Art museum in Fort Pierce, Florida, U.S.

The A. E. Backus Museum & Gallery is located at 500 North Indian River Drive, Fort Pierce, Florida. This museum houses artwork by A. E. Backus and other Florida artists. The museum contains the largest public collection of paintings by Backus, a preeminent Florida landscape painter.

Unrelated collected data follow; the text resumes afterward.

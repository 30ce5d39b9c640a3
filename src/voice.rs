// Copyright 2025 Tyler Neely (tylerneely@gmail.com).
// Copyright 2021 Emilie Gillet (emilie.o.gillet@gmail.com)
//
// Permission is hereby granted, free of charge, to any person obtaining a copy
// of this software and associated documentation files (the "Software"), to deal
// in the Software without restriction, including without limitation the rights
// to use, copy, modify, merge, publish, distribute, sublicense, and/or sell
// copies of the Software, and to permit persons to whom the Software is
// furnished to do so, subject to the following conditions:
//
// The above copyright notice and this permission notice shall be included in
// all copies or substantial portions of the Software.
//
// THE SOFTWARE IS PROVIDED "AS IS", WITHOUT WARRANTY OF ANY KIND, EXPRESS OR
// IMPLIED, INCLUDING BUT NOT LIMITED TO THE WARRANTIES OF MERCHANTABILITY,
// FITNESS FOR A PARTICULAR PURPOSE AND NONINFRINGEMENT. IN NO EVENT SHALL THE
// AUTHORS OR COPYRIGHT HOLDERS BE LIABLE FOR ANY CLAIM, DAMAGES OR OTHER
// LIABILITY, WHETHER IN AN ACTION OF CONTRACT, TORT OR OTHERWISE, ARISING FROM,
// OUT OF OR IN CONNECTION WITH THE SOFTWARE OR THE USE OR OTHER DEALINGS IN
// THE SOFTWARE.
//
// See http://creativecommons.org/licenses/MIT/ for more information.

//! Operator-indexed voice parameters and the built-in voice set.
//!
//! [`VoiceData`] is the internal form the allocator loads into chip
//! registers. Operators are kept in chip register order (M1, M2, C1, C2),
//! which is also the order used by the voice parameter file and by the
//! packed SysEx voice layout in [`crate::bank`].

use serde::{Deserialize, Serialize};

use crate::opm::OPERATORS;

/// Voices per bank.
pub const VOICES_PER_BANK: usize = 48;

/// Banks addressable by configuration and SysEx.
pub const BANK_COUNT: usize = 7;

/// Size of the tone table addressed by Program Change and instrument
/// bank/voice selection.
pub const MAX_TONES: usize = BANK_COUNT * VOICES_PER_BANK;

/// Longest voice name carried by the packed layout.
pub const VOICE_NAME_LEN: usize = 7;

/// Parameters of one FM operator, at chip register widths.
#[derive(Clone, Copy, Debug, Default, PartialEq, Eq, Serialize, Deserialize)]
pub struct OperatorData {
    /// Fine detune, 3 bits (bit 2 = negative).
    pub dt1: u8,
    /// Coarse detune, 2 bits.
    pub dt2: u8,
    /// Frequency multiple, 4 bits (0 = x0.5).
    pub mul: u8,
    /// Total level, 7 bits (higher is quieter).
    pub tl: u8,
    /// Key scale, 2 bits.
    pub ks: u8,
    /// Attack rate, 5 bits.
    pub ar: u8,
    /// Amplitude modulation enable, 1 bit.
    pub ame: u8,
    /// First decay rate, 5 bits.
    pub d1r: u8,
    /// Second decay (sustain) rate, 5 bits.
    pub d2r: u8,
    /// Release rate, 4 bits.
    pub rr: u8,
    /// Sustain (first decay) level, 4 bits.
    pub sl: u8,
}

impl OperatorData {
    /// Build an operator from values in voice-file order:
    /// AR D1R D2R RR SL TL KS MUL DT1 DT2 AME.
    #[allow(clippy::too_many_arguments)]
    pub const fn from_file_order(
        ar: u8,
        d1r: u8,
        d2r: u8,
        rr: u8,
        sl: u8,
        tl: u8,
        ks: u8,
        mul: u8,
        dt1: u8,
        dt2: u8,
        ame: u8,
    ) -> Self {
        Self {
            dt1,
            dt2,
            mul,
            tl,
            ks,
            ar,
            ame,
            d1r,
            d2r,
            rr,
            sl,
        }
    }

    /// Mask every field to its register width.
    pub fn masked(self) -> Self {
        Self {
            dt1: self.dt1 & 7,
            dt2: self.dt2 & 3,
            mul: self.mul & 0x0F,
            tl: self.tl & 0x7F,
            ks: self.ks & 3,
            ar: self.ar & 0x1F,
            ame: self.ame & 1,
            d1r: self.d1r & 0x1F,
            d2r: self.d2r & 0x1F,
            rr: self.rr & 0x0F,
            sl: self.sl & 0x0F,
        }
    }
}

/// Register bytes of one operator as written to the chip.
#[derive(Clone, Copy, Debug, Default, PartialEq, Eq)]
pub struct OperatorRegisters {
    /// `0x40`: DT1 (6..4) / MUL (3..0).
    pub dt1_mul: u8,
    /// `0x60`: TL.
    pub tl: u8,
    /// `0x80`: KS (7..6) / AR (4..0).
    pub ks_ar: u8,
    /// `0xA0`: AME (7) / D1R (4..0).
    pub ame_d1r: u8,
    /// `0xC0`: DT2 (7..6) / D2R (4..0).
    pub dt2_d2r: u8,
    /// `0xE0`: D1L (7..4) / RR (3..0).
    pub sl_rr: u8,
}

impl From<&OperatorData> for OperatorRegisters {
    fn from(op: &OperatorData) -> Self {
        let op = op.masked();
        Self {
            dt1_mul: op.dt1 << 4 | op.mul,
            tl: op.tl,
            ks_ar: op.ks << 6 | op.ar,
            ame_d1r: op.ame << 7 | op.d1r,
            dt2_d2r: op.dt2 << 6 | op.d2r,
            sl_rr: op.sl << 4 | op.rr,
        }
    }
}

impl From<&OperatorRegisters> for OperatorData {
    fn from(r: &OperatorRegisters) -> Self {
        Self {
            dt1: (r.dt1_mul >> 4) & 7,
            mul: r.dt1_mul & 0x0F,
            tl: r.tl & 0x7F,
            ks: r.ks_ar >> 6,
            ar: r.ks_ar & 0x1F,
            ame: r.ame_d1r >> 7,
            d1r: r.ame_d1r & 0x1F,
            dt2: r.dt2_d2r >> 6,
            d2r: r.dt2_d2r & 0x1F,
            sl: r.sl_rr >> 4,
            rr: r.sl_rr & 0x0F,
        }
    }
}

/// One FM patch.
#[derive(Clone, Debug, PartialEq, Eq, Serialize, Deserialize)]
pub struct VoiceData {
    /// Display name, at most [`VOICE_NAME_LEN`] characters survive packing.
    pub name: String,
    /// Connection (algorithm), 3 bits.
    pub con: u8,
    /// M1 self-feedback level, 3 bits.
    pub fl: u8,
    /// Operators to key on, 4 bits in key-on order (M1, C1, M2, C2).
    pub slot_mask: u8,
    /// Operators in register order M1, M2, C1, C2.
    pub ops: [OperatorData; OPERATORS],
}

impl Default for VoiceData {
    fn default() -> Self {
        Self::default_set().swap_remove(0)
    }
}

impl VoiceData {
    /// Channel register `0x20` low bits: FL (5..3) / CON (2..0).
    pub fn fl_con(&self) -> u8 {
        (self.fl & 7) << 3 | (self.con & 7)
    }

    /// Register bytes for every operator.
    pub fn operator_registers(&self) -> [OperatorRegisters; OPERATORS] {
        std::array::from_fn(|i| OperatorRegisters::from(&self.ops[i]))
    }

    /// Rebuild a voice from register bytes.
    pub fn from_registers(
        name: &str,
        fl_con: u8,
        slot_mask: u8,
        regs: &[OperatorRegisters; OPERATORS],
    ) -> Self {
        Self {
            name: name.to_string(),
            con: fl_con & 7,
            fl: (fl_con >> 3) & 7,
            slot_mask: slot_mask & 0x0F,
            ops: std::array::from_fn(|i| OperatorData::from(&regs[i])),
        }
    }

    /// The eight built-in voices. Tone `i` of the startup table uses entry
    /// `i % 8`.
    pub fn default_set() -> Vec<VoiceData> {
        use OperatorData as Op;
        let voice = |name: &str, con, fl, ops| VoiceData {
            name: name.to_string(),
            con,
            fl,
            slot_mask: 0x0F,
            ops,
        };
        vec![
            // Same shape as the sample voice shipped with the card's utilities.
            voice(
                "Sample",
                4,
                7,
                [
                    Op::from_file_order(31, 0, 7, 0, 4, 32, 3, 1, 2, 0, 0),
                    Op::from_file_order(31, 0, 7, 0, 4, 28, 3, 3, 7, 0, 0),
                    Op::from_file_order(22, 7, 3, 7, 3, 10, 2, 1, 4, 0, 0),
                    Op::from_file_order(22, 7, 3, 7, 3, 10, 2, 1, 1, 0, 0),
                ],
            ),
            voice(
                "EPiano",
                4,
                3,
                [
                    Op::from_file_order(31, 12, 4, 6, 6, 38, 2, 14, 3, 0, 0),
                    Op::from_file_order(31, 10, 2, 6, 4, 30, 1, 1, 5, 0, 0),
                    Op::from_file_order(31, 9, 3, 7, 5, 0, 1, 1, 3, 0, 0),
                    Op::from_file_order(31, 8, 2, 7, 4, 0, 1, 1, 0, 0, 0),
                ],
            ),
            voice(
                "Brass",
                3,
                5,
                [
                    Op::from_file_order(18, 8, 0, 8, 2, 30, 1, 1, 0, 0, 0),
                    Op::from_file_order(16, 10, 0, 8, 3, 34, 1, 1, 3, 0, 0),
                    Op::from_file_order(17, 6, 0, 8, 2, 28, 1, 1, 7, 0, 0),
                    Op::from_file_order(16, 5, 0, 8, 1, 0, 1, 1, 0, 0, 0),
                ],
            ),
            voice(
                "Strings",
                2,
                4,
                [
                    Op::from_file_order(14, 4, 0, 6, 1, 36, 0, 1, 2, 0, 0),
                    Op::from_file_order(15, 4, 0, 6, 1, 40, 0, 2, 6, 0, 0),
                    Op::from_file_order(14, 3, 0, 6, 1, 30, 0, 1, 1, 0, 0),
                    Op::from_file_order(13, 2, 0, 6, 1, 0, 0, 1, 0, 0, 0),
                ],
            ),
            voice(
                "Organ",
                7,
                0,
                [
                    Op::from_file_order(31, 0, 0, 10, 0, 10, 0, 1, 0, 0, 0),
                    Op::from_file_order(31, 0, 0, 10, 0, 14, 0, 2, 0, 0, 0),
                    Op::from_file_order(31, 0, 0, 10, 0, 18, 0, 4, 0, 0, 0),
                    Op::from_file_order(31, 0, 0, 10, 0, 22, 0, 8, 0, 0, 0),
                ],
            ),
            voice(
                "Bell",
                5,
                2,
                [
                    Op::from_file_order(31, 6, 2, 4, 6, 24, 0, 7, 0, 0, 0),
                    Op::from_file_order(31, 5, 2, 4, 5, 6, 0, 1, 3, 0, 0),
                    Op::from_file_order(31, 4, 1, 4, 5, 8, 0, 3, 5, 1, 0),
                    Op::from_file_order(31, 4, 1, 4, 5, 4, 0, 1, 0, 0, 0),
                ],
            ),
            voice(
                "Bass",
                0,
                6,
                [
                    Op::from_file_order(31, 14, 6, 8, 8, 26, 2, 0, 0, 0, 0),
                    Op::from_file_order(31, 12, 5, 8, 6, 32, 2, 1, 0, 0, 0),
                    Op::from_file_order(31, 10, 4, 8, 5, 24, 2, 1, 0, 0, 0),
                    Op::from_file_order(31, 8, 3, 9, 3, 0, 2, 1, 0, 0, 0),
                ],
            ),
            voice(
                "Flute",
                6,
                1,
                [
                    Op::from_file_order(20, 4, 0, 8, 2, 44, 0, 1, 0, 0, 1),
                    Op::from_file_order(18, 2, 0, 8, 1, 6, 0, 1, 2, 0, 0),
                    Op::from_file_order(18, 2, 0, 8, 1, 8, 0, 2, 0, 0, 0),
                    Op::from_file_order(18, 2, 0, 8, 1, 127, 0, 1, 0, 0, 0),
                ],
            ),
        ]
    }

    /// Startup tone table of [`MAX_TONES`] entries.
    pub fn default_tones() -> Vec<VoiceData> {
        let set = Self::default_set();
        (0..MAX_TONES).map(|i| set[i % set.len()].clone()).collect()
    }
}

#[cfg(test)]
mod tests {
    use super::*;

    #[test]
    fn test_register_packing() {
        let op = OperatorData {
            dt1: 5,
            dt2: 2,
            mul: 11,
            tl: 100,
            ks: 3,
            ar: 29,
            ame: 1,
            d1r: 17,
            d2r: 9,
            rr: 12,
            sl: 6,
        };
        let regs = OperatorRegisters::from(&op);
        assert_eq!(regs.dt1_mul, 0x5B);
        assert_eq!(regs.tl, 100);
        assert_eq!(regs.ks_ar, 0xC0 | 29);
        assert_eq!(regs.ame_d1r, 0x80 | 17);
        assert_eq!(regs.dt2_d2r, 0x80 | 9);
        assert_eq!(regs.sl_rr, 0x6C);
        assert_eq!(OperatorData::from(&regs), op);
    }

    #[test]
    fn test_oversized_fields_are_masked() {
        let op = OperatorData {
            mul: 0x1F,
            ar: 0xFF,
            ..OperatorData::default()
        };
        let regs = OperatorRegisters::from(&op);
        assert_eq!(regs.dt1_mul, 0x0F);
        assert_eq!(regs.ks_ar, 0x1F);
    }

    #[test]
    fn test_default_tables() {
        let set = VoiceData::default_set();
        assert_eq!(set.len(), 8);
        let sample = &set[0];
        assert_eq!(sample.fl_con(), 7 << 3 | 4);
        assert_eq!(sample.ops[1].dt1, 7);
        assert_eq!(sample.ops[2].ar, 22);
        assert_eq!(VoiceData::default(), set[0]);

        let tones = VoiceData::default_tones();
        assert_eq!(tones.len(), MAX_TONES);
        assert_eq!(tones[5], set[5]);
        assert_eq!(tones[13], set[5]);
        assert_ne!(tones[5], tones[0]);
    }

    #[test]
    fn test_voice_from_registers() {
        let voice = VoiceData::default_set().swap_remove(3);
        let rebuilt = VoiceData::from_registers(
            &voice.name,
            voice.fl_con(),
            voice.slot_mask,
            &voice.operator_registers(),
        );
        assert_eq!(rebuilt, voice);
    }
}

The A.E. Backus Museum & Gallery, an 8,000 sq. ft. public visual arts facility, was established in 1960 by Backus and a group of local art enthusiasts. The museum is dedicated to presenting and collecting works by Backus and the original Florida Highwaymen. Four additional exhibition wings feature changing exhibits of artwork by contemporary artists.

== History ==
Established in 1960, the A.E. Backus Museum & Gallery was originally named the Fort Pierce Art Gallery. A.E. Backus, a prominent figure in the Florida arts community who ushered in an era of art and culture into the Indian River area, played a pivotal role in the creation of the institution. The Fort Pierce Art Gallery was loosely modeled after the artist’s Old Studio on the north bank of Moore’s Creek.

When Backus was told by Arthur Shapiro, chairman of the Fort Pierce Arts League, that he needed an art gallery since his Old Studio was demolished in 1959, Backus replied “What the community needs is an art gallery.” Therefore, after successfully raising $12,000 via community donations and earning permission from the Fort Pierce City Commission to construct the facility on city-owned land, the Fort Pierce Art Gallery was built. Kendall P. Starratt was the architect and Ray Lein was the contractor for the building. With Backus as its first director, The Fort Pierce Art Gallery officially opened to the public on May 15, 1961.

In 1975, the gallery was remodeled to remove the structure’s breezeway because the courtyard was exposed to the elements and susceptible to damaging climate conditions, which threatened not only their own collection of artworks, but also thwarted attempts at hosting traveling exhibitions. The gallery installed a skylight to replace the open courtyard and added air conditioning for climate control during renovations.

The gallery was renamed the A.E. “Bean” Backus Gallery after the artist’s death in 1990.

In 2016, the museum underwent further renovations to expand the building by 2,500 sq. ft.